Experimental models and mechanisms of enhanced coughing.

作者信息

Bolser Donald C

机构信息

Department of Physiological Sciences, College of Veterinary Medicine, University of Florida, P.O. Box 100144, Gainesville, FL 32610-0144, USA.

出版信息

Pulm Pharmacol Ther. 2004;17(6):383-8. doi: 10.1016/j.pupt.2004.09.016.
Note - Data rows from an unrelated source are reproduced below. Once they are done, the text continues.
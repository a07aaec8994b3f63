//! Configuration and registries loaded together for parsing

use crate::domain::{ClimberRegistry, RouteRegistry};
use crate::error::Result;
use crate::infrastructure::{ClimbRepository, Config};

/// Everything a parse needs from the repository
#[derive(Debug, Clone)]
pub struct ParsingContext {
    pub config: Config,
    pub routes: RouteRegistry,
    pub climbers: ClimberRegistry,
}

impl ParsingContext {
    /// Load config and registries; the route threshold comes from the config.
    pub fn load(repository: &impl ClimbRepository) -> Result<Self> {
        let config = repository.load_config()?;
        let mut routes = repository.load_routes()?;
        routes.set_threshold(config.match_threshold);
        let climbers = config.climber_registry();

        Ok(ParsingContext {
            config,
            routes,
            climbers,
        })
    }

    /// Defaults used outside of a log directory: seeded routes, default climbers
    pub fn standalone() -> Self {
        let config = Config::new();
        let climbers = config.climber_registry();
        ParsingContext {
            config,
            routes: RouteRegistry::seeded(),
            climbers,
        }
    }

    /// The day's roster: explicit codes win, then the header, then everyone.
    pub fn roster(&self, explicit: &[String], header: &str) -> Vec<String> {
        if !explicit.is_empty() {
            return explicit
                .iter()
                .map(|c| {
                    self.climbers
                        .recognize(c)
                        .map(str::to_string)
                        .unwrap_or_else(|| c.trim().to_string())
                })
                .collect();
        }

        let from_header = self.climbers.roster_from_header(header);
        if !from_header.is_empty() {
            return from_header;
        }

        self.climbers.codes().map(str::to_string).collect()
    }
}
DOI:10.1016/j.pupt.2004.09.016
PMID:15564080
原文链接:https://pmc.ncbi.nlm.nih.gov/articles/PMC3121141/
Abstract

Enhanced coughing can be produced in a variety of animal models, including the guinea pig, cat, dog and pig. Typically, airway inflammation has been produced by sensitization, exposure to cigarette smoke, sulphur dioxide or angiotensin-converting enzyme inhibitors. In some of these models, inflammatory mediators such as bradykinin and tachykinins have been shown to contribute to the enhanced coughing. While most of these studies have focussed on peripheral mechanisms, increases in central excitability of the cough reflex have been shown to occur as a result of airway inflammation. As such, we propose that enhanced coughing in pathological conditions is the result of plastic changes in both peripheral and central neural elements. Furthermore, we present a modified model of the neurogenesis of cough that takes into account peripheral and central plasticity induced by mediators of inflammation.

摘要

在多种动物模型中均可诱发咳嗽增强,包括豚鼠、猫、狗和猪。通常,气道炎症是通过致敏、暴露于香烟烟雾、二氧化硫或血管紧张素转换酶抑制剂而产生的。在其中一些模型中,已证实缓激肽和速激肽等炎症介质会导致咳嗽增强。虽然这些研究大多集中在外周机制上,但已表明气道炎症会导致咳嗽反射的中枢兴奋性增加。因此,我们认为病理状态下咳嗽增强是外周和中枢神经元件可塑性变化的结果。此外,我们提出了一种咳嗽神经发生的改良模型,该模型考虑了炎症介质诱导的外周和中枢可塑性。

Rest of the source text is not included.